- Work to be completed
Only an exact repetition of the entries will do.

- Records provided
____________________

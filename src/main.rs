use std::path::{Path, PathBuf};
use std::sync::Arc;
use std::time::Duration;

use anyhow::{Context, Result, bail};
use clap::{Parser, Subcommand};
use tracing::{debug, info, warn};

use autoreplay::automation::Automation;
use autoreplay::config::{self as cfg, Config};
use autoreplay::executor::{ExecutionProgress, ExecutionStatus};
use autoreplay::model::{ImageTemplate, Script, TemplateLibrary};
use autoreplay::vision::{Frame, TemplateMatcher};

/// autoreplay CLI
#[derive(Debug, Parser)]
#[command(
    name = autoreplay::PKG_NAME,
    version = autoreplay::PKG_VERSION,
    about = "Record desktop input, replay it, and drive replays with template matching"
)]
struct Args {
    /// Path to the JSON configuration file
    #[arg(short = 'c', long = "config", default_value = "config/default.json", global = true)]
    config: PathBuf,

    /// Set log level (e.g., trace, debug, info, warn, error). Overrides RUST_LOG.
    #[arg(long = "log-level", global = true)]
    log_level: Option<String>,

    #[command(subcommand)]
    command: Command,
}

#[derive(Debug, Subcommand)]
enum Command {
    /// Record keyboard and mouse input until Ctrl+C (or the duration elapses)
    Record {
        /// Where to write the recorded script
        #[arg(short, long)]
        output: PathBuf,

        /// Script name (defaults to the output file stem)
        #[arg(long)]
        name: Option<String>,

        /// Stop automatically after this many seconds
        #[arg(long)]
        duration: Option<u64>,
    },

    /// Replay a script; Ctrl+C cancels the run
    Play {
        script: PathBuf,

        /// Directory of template images referenced by the script
        #[arg(short, long)]
        templates: Option<PathBuf>,

        /// Log actions instead of injecting input
        #[arg(long = "dry-run")]
        dry_run: bool,

        /// Override the playback speed multiplier
        #[arg(long)]
        speed: Option<f64>,

        /// Override the script's repeat count
        #[arg(long)]
        repeat: Option<u32>,

        /// Keep going after failed actions
        #[arg(long = "continue-on-error")]
        continue_on_error: bool,
    },

    /// Match a template against a screenshot file and print the results as JSON
    Find {
        screenshot: PathBuf,
        template: PathBuf,

        /// Match threshold (defaults to recognition.default_threshold)
        #[arg(long)]
        threshold: Option<f64>,

        /// Report every non-overlapping match instead of the best one
        #[arg(long)]
        all: bool,
    },

    /// Report input and screen-capture permissions
    Probe,

    /// Print the JSON Schema for the configuration and exit
    Schema,
}

#[tokio::main]
async fn main() -> Result<()> {
    let args = Args::parse();

    // --log-level wins over RUST_LOG.
    match args.log_level.as_deref() {
        Some(level) => autoreplay::init_tracing_with_level(
            autoreplay::parse_level(level).unwrap_or(tracing::Level::INFO),
        ),
        None => autoreplay::init_tracing(),
    }

    if let Command::Schema = args.command {
        let mut stdout = std::io::stdout().lock();
        cfg::write_schema_to_writer(&mut stdout)?;
        println!();
        return Ok(());
    }

    let config = load_config(&args.config).await?;
    info!(
        version = autoreplay::PKG_VERSION,
        config = %args.config.display(),
        "Starting autoreplay"
    );

    match args.command {
        Command::Record {
            output,
            name,
            duration,
        } => record(config, &output, name, duration).await,
        Command::Play {
            script,
            templates,
            dry_run,
            speed,
            repeat,
            continue_on_error,
        } => {
            let mut config = config;
            config.playback.dry_run |= dry_run;
            config.playback.continue_on_error |= continue_on_error;
            if let Some(speed) = speed {
                config.playback.speed = speed;
            }
            cfg::validate_config(&config)?;
            play(config, &script, templates.as_deref(), repeat).await
        }
        Command::Find {
            screenshot,
            template,
            threshold,
            all,
        } => find(&config, &screenshot, &template, threshold, all),
        Command::Probe => probe(config),
        Command::Schema => Ok(()),
    }
}

/// Missing default config is not an error; an explicit broken one is.
async fn load_config(path: &Path) -> Result<Config> {
    if tokio::fs::try_exists(path).await.unwrap_or(false) {
        let config = cfg::load_from_path_async(path).await?;
        debug!(target: "autoreplay", "Configuration loaded successfully");
        Ok(config)
    } else {
        warn!(config = %path.display(), "Config file not found; using defaults");
        Ok(Config::default())
    }
}

async fn record(config: Config, output: &Path, name: Option<String>, duration: Option<u64>) -> Result<()> {
    let max_depth = config.playback.max_depth;
    let automation = Automation::from_config(config)?;
    automation.start_capture()?;
    info!("Recording... press Ctrl+C to stop");

    match duration {
        Some(secs) => {
            tokio::select! {
                _ = tokio::time::sleep(Duration::from_secs(secs)) => {}
                _ = tokio::signal::ctrl_c() => {}
            }
        }
        None => {
            tokio::signal::ctrl_c()
                .await
                .context("Failed to listen for Ctrl+C")?;
        }
    }

    let sequence = automation.stop_capture()?;
    let name = name.unwrap_or_else(|| {
        output
            .file_stem()
            .map(|s| s.to_string_lossy().into_owned())
            .unwrap_or_else(|| "recording".to_string())
    });
    let script = Script::new(name, sequence);
    script
        .validate(max_depth)
        .context("Recorded script is invalid")?;
    cfg::save_script_to_path(&script, output)?;
    info!(
        actions = script.actions.len(),
        duration_ms = script.actions.total_duration().as_millis() as u64,
        output = %output.display(),
        "Recording saved"
    );
    Ok(())
}

async fn play(config: Config, path: &Path, templates: Option<&Path>, repeat: Option<u32>) -> Result<()> {
    let mut script = cfg::load_script_from_path(path, config.playback.max_depth)?;
    if let Some(repeat) = repeat {
        script.repeat_count = repeat.max(1);
        script.loop_forever = false;
    }
    let library = match templates {
        Some(dir) => TemplateLibrary::load_dir(dir, config.recognition.default_threshold)?,
        None => TemplateLibrary::new(),
    };
    info!(templates = library.len(), "Templates loaded");

    let automation = Arc::new(Automation::from_config(config)?.with_templates(library));
    let mut ctx = automation.new_context().with_progress(|p: ExecutionProgress| {
        debug!(
            target: "autoreplay",
            current = p.current,
            total = p.total,
            iteration = p.iteration,
            status = ?p.status,
            "progress"
        );
    });

    let canceller = Arc::clone(&automation);
    let ctrl_c = tokio::spawn(async move {
        if tokio::signal::ctrl_c().await.is_ok() {
            info!("Received Ctrl+C, cancelling");
            canceller.cancel();
        }
    });

    let result = automation.execute_script(&script, &mut ctx).await;
    ctrl_c.abort();

    println!("{}", serde_json::to_string_pretty(&result)?);
    match result.status {
        ExecutionStatus::Completed if result.has_failures() => {
            warn!(failed = result.actions_failed, "Completed with failures");
            Ok(())
        }
        ExecutionStatus::Completed | ExecutionStatus::Cancelled => Ok(()),
        status => bail!(
            "Execution ended with status {status:?}: {}",
            result.message.unwrap_or_default()
        ),
    }
}

fn find(config: &Config, screenshot: &Path, template: &Path, threshold: Option<f64>, all: bool) -> Result<()> {
    let threshold = threshold.unwrap_or(config.recognition.default_threshold);
    let screen = image::open(screenshot)
        .with_context(|| format!("Failed to open screenshot {}", screenshot.display()))?
        .to_rgba8();
    let template = ImageTemplate::from_file(template, threshold)?;
    let frame = Frame::new(screen);
    let matcher = TemplateMatcher::new(config.recognition.max_matches);

    let results = if all {
        matcher.find_all(&frame, &template)
    } else {
        vec![matcher.best_match(&frame, &template)]
    };
    println!("{}", serde_json::to_string_pretty(&results)?);
    Ok(())
}

fn probe(config: Config) -> Result<()> {
    let automation = Automation::from_config(config)?;
    let report = serde_json::json!({
        "input": automation.check_input_permission(),
        "screen_capture": automation.check_screen_capture_permission(),
    });
    println!("{}", serde_json::to_string_pretty(&report)?);
    Ok(())
}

____________________

- Solution below
filename src/main.rs
use std::path::{Path, PathBuf};
use std::sync::Arc;
use std::time::Duration;

use anyhow::{Context, Result, bail};
use clap::{Parser, Subcommand};
use tracing::{debug, info, warn};

use autoreplay::automation::Automation;
use autoreplay::config::{self as cfg, Config};
use autoreplay::executor::{ExecutionProgress, ExecutionStatus};
use autoreplay::model::{ImageTemplate, Script, TemplateLibrary};
use autoreplay::vision::{Frame, TemplateMatcher};

/// autoreplay CLI
#[derive(Debug, Parser)]
#[command(
    name = autoreplay::PKG_NAME,
    version = autoreplay::PKG_VERSION,
    about = "Record desktop input, replay it, and drive replays with template matching"
)]
struct Args {
    /// Path to the JSON configuration file
    #[arg(short = 'c', long = "config", default_value = "config/default.json", global = true)]
    config: PathBuf,

    /// Set log level (e.g., trace, debug, info, warn, error). Overrides RUST_LOG.
    #[arg(long = "log-level", global = true)]
    log_level: Option<String>,

    #[command(subcommand)]
    command: Command,
}

#[derive(Debug, Subcommand)]
enum Command {
    /// Record keyboard and mouse input until Ctrl+C (or the duration elapses)
    Record {
        /// Where to write the recorded script
        #[arg(short, long)]
        output: PathBuf,

        /// Script name (defaults to the output file stem)
        #[arg(long)]
        name: Option<String>,

        /// Stop automatically after this many seconds
        #[arg(long)]
        duration: Option<u64>,
    },

    /// Replay a script; Ctrl+C cancels the run
    Play {
        script: PathBuf,

        /// Directory of template images referenced by the script
        #[arg(short, long)]
        templates: Option<PathBuf>,

        /// Log actions instead of injecting input
        #[arg(long = "dry-run")]
        dry_run: bool,

        /// Override the playback speed multiplier
        #[arg(long)]
        speed: Option<f64>,

        /// Override the script's repeat count
        #[arg(long)]
        repeat: Option<u32>,

        /// Keep going after failed actions
        #[arg(long = "continue-on-error")]
        continue_on_error: bool,
    },

    /// Match a template against a screenshot file and print the results as JSON
    Find {
        screenshot: PathBuf,
        template: PathBuf,

        /// Match threshold (defaults to recognition.default_threshold)
        #[arg(long)]
        threshold: Option<f64>,

        /// Report every non-overlapping match instead of the best one
        #[arg(long)]
        all: bool,
    },

    /// Report input and screen-capture permissions
    Probe,

    /// Print the JSON Schema for the configuration and exit
    Schema,
}

#[tokio::main]
async fn main() -> Result<()> {
    let args = Args::parse();

    // --log-level wins over RUST_LOG.
    match args.log_level.as_deref() {
        Some(level) => autoreplay::init_tracing_with_level(
            autoreplay::parse_level(level).unwrap_or(tracing::Level::INFO),
        ),
        None => autoreplay::init_tracing(),
    }

    if let Command::Schema = args.command {
        let mut stdout = std::io::stdout().lock();
        cfg::write_schema_to_writer(&mut stdout)?;
        println!();
        return Ok(());
    }

    let config = load_config(&args.config).await?;
    info!(
        version = autoreplay::PKG_VERSION,
        config = %args.config.display(),
        "Starting autoreplay"
    );

    match args.command {
        Command::Record {
            output,
            name,
            duration,
        } => record(config, &output, name, duration).await,
        Command::Play {
            script,
            templates,
            dry_run,
            speed,
            repeat,
            continue_on_error,
        } => {
            let mut config = config;
            config.playback.dry_run |= dry_run;
            config.playback.continue_on_error |= continue_on_error;
            if let Some(speed) = speed {
                config.playback.speed = speed;
            }
            cfg::validate_config(&config)?;
            play(config, &script, templates.as_deref(), repeat).await
        }
        Command::Find {
            screenshot,
            template,
            threshold,
            all,
        } => find(&config, &screenshot, &template, threshold, all),
        Command::Probe => probe(config),
        Command::Schema => Ok(()),
    }
}

/// Missing default config is not an error; an explicit broken one is.
async fn load_config(path: &Path) -> Result<Config> {
    if tokio::fs::try_exists(path).await.unwrap_or(false) {
        let config = cfg::load_from_path_async(path).await?;
        debug!(target: "autoreplay", "Configuration loaded successfully");
        Ok(config)
    } else {
        warn!(config = %path.display(), "Config file not found; using defaults");
        Ok(Config::default())
    }
}

async fn record(config: Config, output: &Path, name: Option<String>, duration: Option<u64>) -> Result<()> {
    let max_depth = config.playback.max_depth;
    let automation = Automation::from_config(config)?;
    automation.start_capture()?;
    info!("Recording... press Ctrl+C to stop");

    match duration {
        Some(secs) => {
            tokio::select! {
                _ = tokio::time::sleep(Duration::from_secs(secs)) => {}
                _ = tokio::signal::ctrl_c() => {}
            }
        }
        None => {
            tokio::signal::ctrl_c()
                .await
                .context("Failed to listen for Ctrl+C")?;
        }
    }

    let sequence = automation.stop_capture()?;
    let name = name.unwrap_or_else(|| {
        output
            .file_stem()
            .map(|s| s.to_string_lossy().into_owned())
            .unwrap_or_else(|| "recording".to_string())
    });
    let script = Script::new(name, sequence);
    script
        .validate(max_depth)
        .context("Recorded script is invalid")?;
    cfg::save_script_to_path(&script, output)?;
    info!(
        actions = script.actions.len(),
        duration_ms = script.actions.total_duration().as_millis() as u64,
        output = %output.display(),
        "Recording saved"
    );
    Ok(())
}

async fn play(config: Config, path: &Path, templates: Option<&Path>, repeat: Option<u32>) -> Result<()> {
    let mut script = cfg::load_script_from_path(path, config.playback.max_depth)?;
    if let Some(repeat) = repeat {
        script.repeat_count = repeat.max(1);
        script.loop_forever = false;
    }
    let library = match templates {
        Some(dir) => TemplateLibrary::load_dir(dir, config.recognition.default_threshold)?,
        None => TemplateLibrary::new(),
    };
    info!(templates = library.len(), "Templates loaded");

    let automation = Arc::new(Automation::from_config(config)?.with_templates(library));
    let mut ctx = automation.new_context().with_progress(|p: ExecutionProgress| {
        debug!(
            target: "autoreplay",
            current = p.current,
            total = p.total,
            iteration = p.iteration,
            status = ?p.status,
            "progress"
        );
    });

    let canceller = Arc::clone(&automation);
    let ctrl_c = tokio::spawn(async move {
        if tokio::signal::ctrl_c().await.is_ok() {
            info!("Received Ctrl+C, cancelling");
            canceller.cancel();
        }
    });

    let result = automation.execute_script(&script, &mut ctx).await;
    ctrl_c.abort();

    println!("{}", serde_json::to_string_pretty(&result)?);
    match result.status {
        ExecutionStatus::Completed if result.has_failures() => {
            warn!(failed = result.actions_failed, "Completed with failures");
            Ok(())
        }
        ExecutionStatus::Completed | ExecutionStatus::Cancelled => Ok(()),
        status => bail!(
            "Execution ended with status {status:?}: {}",
            result.message.unwrap_or_default()
        ),
    }
}

fn find(config: &Config, screenshot: &Path, template: &Path, threshold: Option<f64>, all: bool) -> Result<()> {
    let threshold = threshold.unwrap_or(config.recognition.default_threshold);
    let screen = image::open(screenshot)
        .with_context(|| format!("Failed to open screenshot {}", screenshot.display()))?
        .to_rgba8();
    let template = ImageTemplate::from_file(template, threshold)?;
    let frame = Frame::new(screen);
    let matcher = TemplateMatcher::new(config.recognition.max_matches);

    let results = if all {
        matcher.find_all(&frame, &template)
    } else {
        vec![matcher.best_match(&frame, &template)]
    };
    println!("{}", serde_json::to_string_pretty(&results)?);
    Ok(())
}

fn probe(config: Config) -> Result<()> {
    let automation = Automation::from_config(config)?;
    let report = serde_json::json!({
        "input": automation.check_input_permission(),
        "screen_capture": automation.check_screen_capture_permission(),
    });
    println!("{}", serde_json::to_string_pretty(&report)?);
    Ok(())
}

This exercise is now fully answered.